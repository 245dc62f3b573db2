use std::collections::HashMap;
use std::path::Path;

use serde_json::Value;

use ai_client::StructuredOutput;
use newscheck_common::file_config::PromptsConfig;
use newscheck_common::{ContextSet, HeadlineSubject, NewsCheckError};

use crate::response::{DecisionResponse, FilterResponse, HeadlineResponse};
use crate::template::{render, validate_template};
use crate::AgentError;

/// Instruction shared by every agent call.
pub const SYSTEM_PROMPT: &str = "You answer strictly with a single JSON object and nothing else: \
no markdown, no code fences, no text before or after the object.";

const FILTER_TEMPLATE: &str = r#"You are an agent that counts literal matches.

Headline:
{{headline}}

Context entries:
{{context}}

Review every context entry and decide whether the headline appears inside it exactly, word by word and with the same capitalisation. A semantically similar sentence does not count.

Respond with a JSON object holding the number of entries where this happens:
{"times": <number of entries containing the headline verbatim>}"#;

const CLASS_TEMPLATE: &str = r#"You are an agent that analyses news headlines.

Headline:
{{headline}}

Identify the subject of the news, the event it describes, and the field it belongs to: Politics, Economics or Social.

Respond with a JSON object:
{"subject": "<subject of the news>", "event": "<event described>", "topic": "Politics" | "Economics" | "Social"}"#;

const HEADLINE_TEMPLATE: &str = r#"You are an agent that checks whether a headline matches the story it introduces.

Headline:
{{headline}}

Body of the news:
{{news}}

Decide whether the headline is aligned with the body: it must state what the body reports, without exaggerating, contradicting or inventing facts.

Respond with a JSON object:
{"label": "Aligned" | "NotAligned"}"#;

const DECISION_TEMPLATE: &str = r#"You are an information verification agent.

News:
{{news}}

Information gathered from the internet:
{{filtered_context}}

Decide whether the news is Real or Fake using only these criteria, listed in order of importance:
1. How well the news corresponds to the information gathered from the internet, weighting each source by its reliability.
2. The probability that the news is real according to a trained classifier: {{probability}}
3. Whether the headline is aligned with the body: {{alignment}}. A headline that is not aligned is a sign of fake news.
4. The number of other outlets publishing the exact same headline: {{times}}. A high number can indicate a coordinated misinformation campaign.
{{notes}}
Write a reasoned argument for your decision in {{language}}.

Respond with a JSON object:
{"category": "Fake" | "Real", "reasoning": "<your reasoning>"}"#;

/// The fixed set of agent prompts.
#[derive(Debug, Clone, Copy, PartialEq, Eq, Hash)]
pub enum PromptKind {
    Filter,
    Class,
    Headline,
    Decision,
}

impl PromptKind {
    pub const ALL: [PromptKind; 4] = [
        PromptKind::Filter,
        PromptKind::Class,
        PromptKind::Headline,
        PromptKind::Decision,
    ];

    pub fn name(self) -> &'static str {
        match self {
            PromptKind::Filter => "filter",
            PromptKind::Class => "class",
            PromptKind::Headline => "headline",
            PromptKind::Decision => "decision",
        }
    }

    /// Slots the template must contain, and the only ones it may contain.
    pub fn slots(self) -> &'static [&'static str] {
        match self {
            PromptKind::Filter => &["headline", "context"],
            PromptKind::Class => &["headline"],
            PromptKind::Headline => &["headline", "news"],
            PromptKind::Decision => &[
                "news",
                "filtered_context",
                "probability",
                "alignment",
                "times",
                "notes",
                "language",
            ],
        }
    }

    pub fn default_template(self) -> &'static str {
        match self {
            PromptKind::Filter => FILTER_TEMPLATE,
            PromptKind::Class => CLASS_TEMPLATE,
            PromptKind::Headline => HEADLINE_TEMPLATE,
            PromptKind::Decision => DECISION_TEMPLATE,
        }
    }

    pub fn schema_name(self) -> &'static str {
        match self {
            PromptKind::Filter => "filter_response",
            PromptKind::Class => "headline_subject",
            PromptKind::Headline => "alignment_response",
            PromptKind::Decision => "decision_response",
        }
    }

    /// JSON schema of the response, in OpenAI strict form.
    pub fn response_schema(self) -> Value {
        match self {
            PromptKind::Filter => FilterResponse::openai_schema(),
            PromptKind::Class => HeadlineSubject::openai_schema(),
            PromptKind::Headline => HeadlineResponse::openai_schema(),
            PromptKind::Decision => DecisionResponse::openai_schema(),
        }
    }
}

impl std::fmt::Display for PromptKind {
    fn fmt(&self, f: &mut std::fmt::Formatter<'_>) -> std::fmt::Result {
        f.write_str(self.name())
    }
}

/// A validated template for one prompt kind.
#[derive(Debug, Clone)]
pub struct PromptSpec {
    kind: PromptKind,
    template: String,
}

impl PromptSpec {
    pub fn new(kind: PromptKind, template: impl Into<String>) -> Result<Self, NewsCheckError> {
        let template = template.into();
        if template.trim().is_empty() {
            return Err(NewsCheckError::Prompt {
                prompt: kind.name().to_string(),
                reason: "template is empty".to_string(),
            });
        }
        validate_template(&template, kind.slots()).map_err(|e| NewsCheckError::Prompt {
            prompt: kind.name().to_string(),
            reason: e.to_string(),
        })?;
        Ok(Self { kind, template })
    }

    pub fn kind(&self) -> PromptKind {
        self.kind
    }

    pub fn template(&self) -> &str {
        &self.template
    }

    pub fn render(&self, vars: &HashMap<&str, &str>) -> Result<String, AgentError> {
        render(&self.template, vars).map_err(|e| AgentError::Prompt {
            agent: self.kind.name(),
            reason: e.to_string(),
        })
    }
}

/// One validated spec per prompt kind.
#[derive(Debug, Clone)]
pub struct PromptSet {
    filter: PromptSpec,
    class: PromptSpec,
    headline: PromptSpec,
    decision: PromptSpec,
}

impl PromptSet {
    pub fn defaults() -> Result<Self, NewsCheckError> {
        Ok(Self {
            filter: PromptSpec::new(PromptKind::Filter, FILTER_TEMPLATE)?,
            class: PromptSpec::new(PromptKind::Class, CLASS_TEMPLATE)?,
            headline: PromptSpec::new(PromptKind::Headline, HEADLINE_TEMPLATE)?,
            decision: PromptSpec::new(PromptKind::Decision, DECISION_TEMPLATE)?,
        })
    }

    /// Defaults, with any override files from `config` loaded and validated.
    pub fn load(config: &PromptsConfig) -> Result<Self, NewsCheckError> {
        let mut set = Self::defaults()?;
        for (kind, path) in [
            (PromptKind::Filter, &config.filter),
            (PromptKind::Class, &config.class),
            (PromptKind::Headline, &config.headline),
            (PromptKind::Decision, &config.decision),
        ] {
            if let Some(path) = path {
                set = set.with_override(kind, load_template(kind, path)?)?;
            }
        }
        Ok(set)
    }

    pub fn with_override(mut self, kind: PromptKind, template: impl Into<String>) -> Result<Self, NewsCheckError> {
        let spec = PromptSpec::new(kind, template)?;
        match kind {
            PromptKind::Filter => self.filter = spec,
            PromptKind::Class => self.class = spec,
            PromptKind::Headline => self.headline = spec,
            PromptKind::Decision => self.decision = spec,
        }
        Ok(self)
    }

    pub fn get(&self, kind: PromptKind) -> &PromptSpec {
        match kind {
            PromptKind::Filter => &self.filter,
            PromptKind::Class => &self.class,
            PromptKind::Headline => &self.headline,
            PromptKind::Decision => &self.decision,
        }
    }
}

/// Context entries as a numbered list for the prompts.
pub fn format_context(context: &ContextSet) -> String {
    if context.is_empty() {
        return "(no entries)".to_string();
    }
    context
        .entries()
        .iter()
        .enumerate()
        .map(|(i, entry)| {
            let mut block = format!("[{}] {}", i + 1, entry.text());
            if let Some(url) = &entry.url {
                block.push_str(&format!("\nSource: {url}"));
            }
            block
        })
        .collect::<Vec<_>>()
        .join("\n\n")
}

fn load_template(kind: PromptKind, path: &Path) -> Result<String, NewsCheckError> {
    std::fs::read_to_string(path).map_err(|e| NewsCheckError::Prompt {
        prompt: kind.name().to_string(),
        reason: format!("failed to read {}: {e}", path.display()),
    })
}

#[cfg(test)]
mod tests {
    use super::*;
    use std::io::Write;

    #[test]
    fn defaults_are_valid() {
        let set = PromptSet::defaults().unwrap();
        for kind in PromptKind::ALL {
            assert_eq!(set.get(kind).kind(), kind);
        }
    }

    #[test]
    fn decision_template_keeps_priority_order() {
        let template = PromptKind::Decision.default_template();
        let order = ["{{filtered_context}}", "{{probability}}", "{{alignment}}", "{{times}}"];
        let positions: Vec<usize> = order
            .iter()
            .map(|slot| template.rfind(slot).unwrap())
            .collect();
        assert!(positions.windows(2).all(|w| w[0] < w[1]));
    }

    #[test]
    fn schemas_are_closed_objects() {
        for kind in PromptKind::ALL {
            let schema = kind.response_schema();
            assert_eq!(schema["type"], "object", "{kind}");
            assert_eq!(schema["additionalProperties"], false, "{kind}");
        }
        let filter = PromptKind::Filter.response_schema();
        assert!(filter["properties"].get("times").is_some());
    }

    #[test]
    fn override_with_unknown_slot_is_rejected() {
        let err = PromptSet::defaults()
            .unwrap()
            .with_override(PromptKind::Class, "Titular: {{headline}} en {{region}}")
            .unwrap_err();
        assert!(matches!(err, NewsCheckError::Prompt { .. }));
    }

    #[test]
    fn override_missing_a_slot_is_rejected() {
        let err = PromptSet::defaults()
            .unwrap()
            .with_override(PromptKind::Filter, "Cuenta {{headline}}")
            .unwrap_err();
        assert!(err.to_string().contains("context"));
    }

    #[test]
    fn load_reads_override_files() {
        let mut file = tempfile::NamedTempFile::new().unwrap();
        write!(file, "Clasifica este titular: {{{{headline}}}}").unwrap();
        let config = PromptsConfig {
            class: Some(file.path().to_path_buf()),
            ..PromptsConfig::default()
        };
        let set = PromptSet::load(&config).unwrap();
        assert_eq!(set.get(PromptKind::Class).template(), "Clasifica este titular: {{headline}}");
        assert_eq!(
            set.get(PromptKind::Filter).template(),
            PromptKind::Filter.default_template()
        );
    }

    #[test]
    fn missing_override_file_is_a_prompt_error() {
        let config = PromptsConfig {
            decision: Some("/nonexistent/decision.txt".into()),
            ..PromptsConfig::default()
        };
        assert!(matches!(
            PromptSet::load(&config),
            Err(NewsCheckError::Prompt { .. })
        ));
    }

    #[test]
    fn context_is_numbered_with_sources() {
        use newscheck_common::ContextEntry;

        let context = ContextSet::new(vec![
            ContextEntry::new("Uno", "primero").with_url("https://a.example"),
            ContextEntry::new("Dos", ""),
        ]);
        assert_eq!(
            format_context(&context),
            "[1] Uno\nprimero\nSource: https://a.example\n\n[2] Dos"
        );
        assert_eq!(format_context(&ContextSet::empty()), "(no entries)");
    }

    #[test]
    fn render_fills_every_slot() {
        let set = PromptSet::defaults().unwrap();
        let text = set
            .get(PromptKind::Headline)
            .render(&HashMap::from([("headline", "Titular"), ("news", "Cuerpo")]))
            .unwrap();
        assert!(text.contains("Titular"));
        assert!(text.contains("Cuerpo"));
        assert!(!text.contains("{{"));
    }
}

* _INSTRUCTIONS TO FOLLOW_
A number is the only answer here: how many lines of the material above contain "HashMap"?

* _EXERCISE SOLUTION_
3